44 См.: De Witt H. Porker. The Principles of Aesthetics. P. 39: “Научная истина есть верность описания внешних объектов опыта; художественная истина — симпатическое видение — приведение к ясности самого опыта”. Различие между научным и эстетическим опытом недавно было проиллю­стрировано в поучительной статье проф. Ф.С.К.Нортропа (Northrop F.S.C.) в журнале: Furioso, I, № 4. Р. 71 ff.

X

История

В результате рассмотрения всех тех разнообразных и совершенно несходных друг с другом определений природы человека, которые встречались в истории фи­лософии, современные философы нередко приходили к вы­воду, что сам вопрос в известном смысле неверно поставлен и внутренне противоречив. В нашем современном мире, го­ворил Ортега-и-Гассет, мы переживаем крушение классичес­кой древнегреческой теории бытия и, соответственно, клас­сической теории человека.

“Природа — предмет, огромный предмет, состоящий из множества меньших предметов. При всех различиях между предметами есть, однако, у них одна общая черта, заклю­чающаяся в том, что эти предметы суть, то есть что они имеют бытие. А это означает, что они не только существуют, суть, они перед нами, но и то, что они обладают данной фиксированной структурой или плотностью. ...Слово "при­рода" значит что-то иное. И задача естествознания состоит в том, чтобы проникнуть в глубь изменчивой видимости к неизменной природе, ее ткани. ...Сегодня-то мы знаем, что все чудеса естествознания, какими бы впечатляющими они ни были в принципе, должны стушеваться перед лицом осо­бой реальности человеческой жизни. Почему? Если все предметы по большей части уже раскрыли свои тайны фи­зической науке, почему только этот держится так стойко? Объяснение должно идти глубоко, добираясь до самых кор­ней. Возможно, это всего-навсего вот что: человек — не вещь, ошибочно говорить о человеческой природе, человек не имеет природы... Человеческая жизнь... не вещь, она не имеет природы и, следовательно, мы должны направить ум на то, чтобы мыслить жизнь в терминах, категориях и по­нятиях, которые должны быть коренным образом отличны от тех, которые проливают свет на явления природы...”
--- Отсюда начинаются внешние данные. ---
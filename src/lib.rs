//! expectr: scripted interaction with spawned processes and remote sessions
//!
//! expectr automates interactive programs the way the Unix `expect`
//! utility does: spawn something, send it input, wait for expected output
//! within a bounded time, capture everything for later inspection, and
//! optionally hand control to a live user. It is a testing and automation
//! utility, not a general IPC framework.
//!
//! # Quick Start
//!
//! ```rust,no_run
//! use expectr::Session;
//!
//! #[tokio::main]
//! async fn main() -> Result<(), Box<dyn std::error::Error>> {
//!     // Spawn a shell
//!     let mut session = Session::builder()
//!         .default_timeout(10.0)
//!         .spawn("sh")?;
//!
//!     // Drive it
//!     session.send("echo Chunder\n").await?;
//!     session.expect("Chunder").await?;
//!
//!     // Everything captured so far, at any time
//!     println!("{}", session.current_output());
//!
//!     // Wait for it to exit
//!     session.send("exit\n").await?;
//!     session.expect_close().await?;
//!     Ok(())
//! }
//! ```
//!
//! # Matching
//!
//! Matching is deliberately simple: a case-insensitive substring search
//! over the text received since the last newline. Output containing
//! `"READY"` satisfies `expect("ready")`. There are no regexes, no glob
//! patterns, and no multi-pattern dispatch.
//!
//! # Timeouts
//!
//! Timeouts are seconds with the classic `-1` convention: `-1` (and `0`)
//! wait forever, positive values bound the wait, fractions are allowed.
//! Each call computes its deadline once on entry, so a timed-out call can
//! never bleed abort state into the next one:
//!
//! ```rust,no_run
//! use expectr::{ExpectError, Session};
//!
//! # async fn example() -> Result<(), Box<dyn std::error::Error>> {
//! # let mut session = Session::spawn("slow-tool")?;
//! match session.expect_timeout("done", 0.5).await {
//!     Ok(()) => {}
//!     Err(ExpectError::Timeout { .. }) => {
//!         assert!(session.last_expect_timed_out());
//!     }
//!     Err(e) => return Err(e.into()),
//! }
//! # Ok(())
//! # }
//! ```
//!
//! # What can be spawned
//!
//! Anything implementing [`Spawnable`]. Built in: [`ProcessSpawn`] (piped
//! stdio, separate stderr), [`PtySpawn`] (pseudo-terminal for programs
//! that demand one), and [`TcpSpawn`] (telnet-style raw TCP session).
//!
//! # Interactive mode
//!
//! [`Session::interact`] bridges the spawn's streams to the console user
//! (stdin to the spawn, output and error to the terminal) until
//! [`Session::stop`] shuts the session down.

#![warn(missing_docs)]

mod buffer;
mod piper;
mod result;
mod session;
mod spawn;
mod wait;

// Public API exports
pub use result::ExpectError;
pub use session::{Session, SessionBuilder};
pub use spawn::{ProcessSpawn, PtySpawn, SpawnStreams, Spawnable, TcpSpawn};
pub use wait::Timeout;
До сих пор наша логика была логикой бытия, основан­ной на главных понятиях элеатов. Но с помощью этих по­нятий нельзя надеяться понять отличительные черты чело­века. Позиция элеатов была радикальной интеллектуализа­цией человеческой жизни. Пора вырваться из этого маги­ческого круга. “Чтобы говорить о человеческом бытии, нужно прежде всего разработать не-элеатскую концепцию бытия, подобно тому как была разработана неевклидова геометрия. Пришло время взрастить гераклитовы семена, чтобы сжать богатый урожай”. Лишь приобретя иммунитет против интеллектуализма, можно избавиться от натурализ­ма. “Человек не имеет природы, все, что он имеет — это ... история”'.

Конфликт между бытием и становлением, который в Платоновом “Тэетете” описан как основная тема древнегре­ческой философской мысли, не разрешается, однако, сам собой при переходе от мира природы к миру истории. Со времен Кантовой “Критики чистого разума” мы понимаем дуализм между бытием и становлением как логический, а не метафизический дуализм. Мы уже не говорим более о двух мирах — абсолютно изменчивом и абсолютно неиз­менном. Субстанция и изменение рассматриваются не как различные области бытия, а как категории — условия и предпосылки нашего эмпирического знания. Эти категории суть универсальные принципы, они не ограничены особыми предметами познания. Их поэтому можно обнаружить во всех формах человеческого опыта. На самом деле даже мир истории нельзя понять и истолковать в терминах одних лишь изменений: этот мир всегда включает субстанциальный эле­мент, элемент бытия, хотя, конечно, его не следует понимать так же, как бытие в физическом мире. Без такого элемента вряд ли можно говорить, как это делает Ортега-и-Гассет, об истории как системе. Система ведь всегда предполагает если и не одинаковую природу, то уж по крайней мере одина­ковую структуру. И в самом деле, это тождество структур — тождество формы, а не материи — всегда подчеркивали видные историки. Они говорили нам, что человек имеет ис­торию как раз потому, что имеет природу. Так считали ис­торики эпохи Возрождения, например Макиавелли, такую же точку зрения разделяют многие современные историки. За временным потоком и разнообразием форм человечес­кой жизни они надеются увидеть постоянные черты чело­веческой природы. В своем “Рассмотрении всемирной ис­тории” Якоб Буркхардт98* определил задачу историка как попытку выяснить постоянные, повторяющиеся, типичные элементы, поскольку только такие элементы могут вызвать звучное эхо в нашем уме и чувствах2.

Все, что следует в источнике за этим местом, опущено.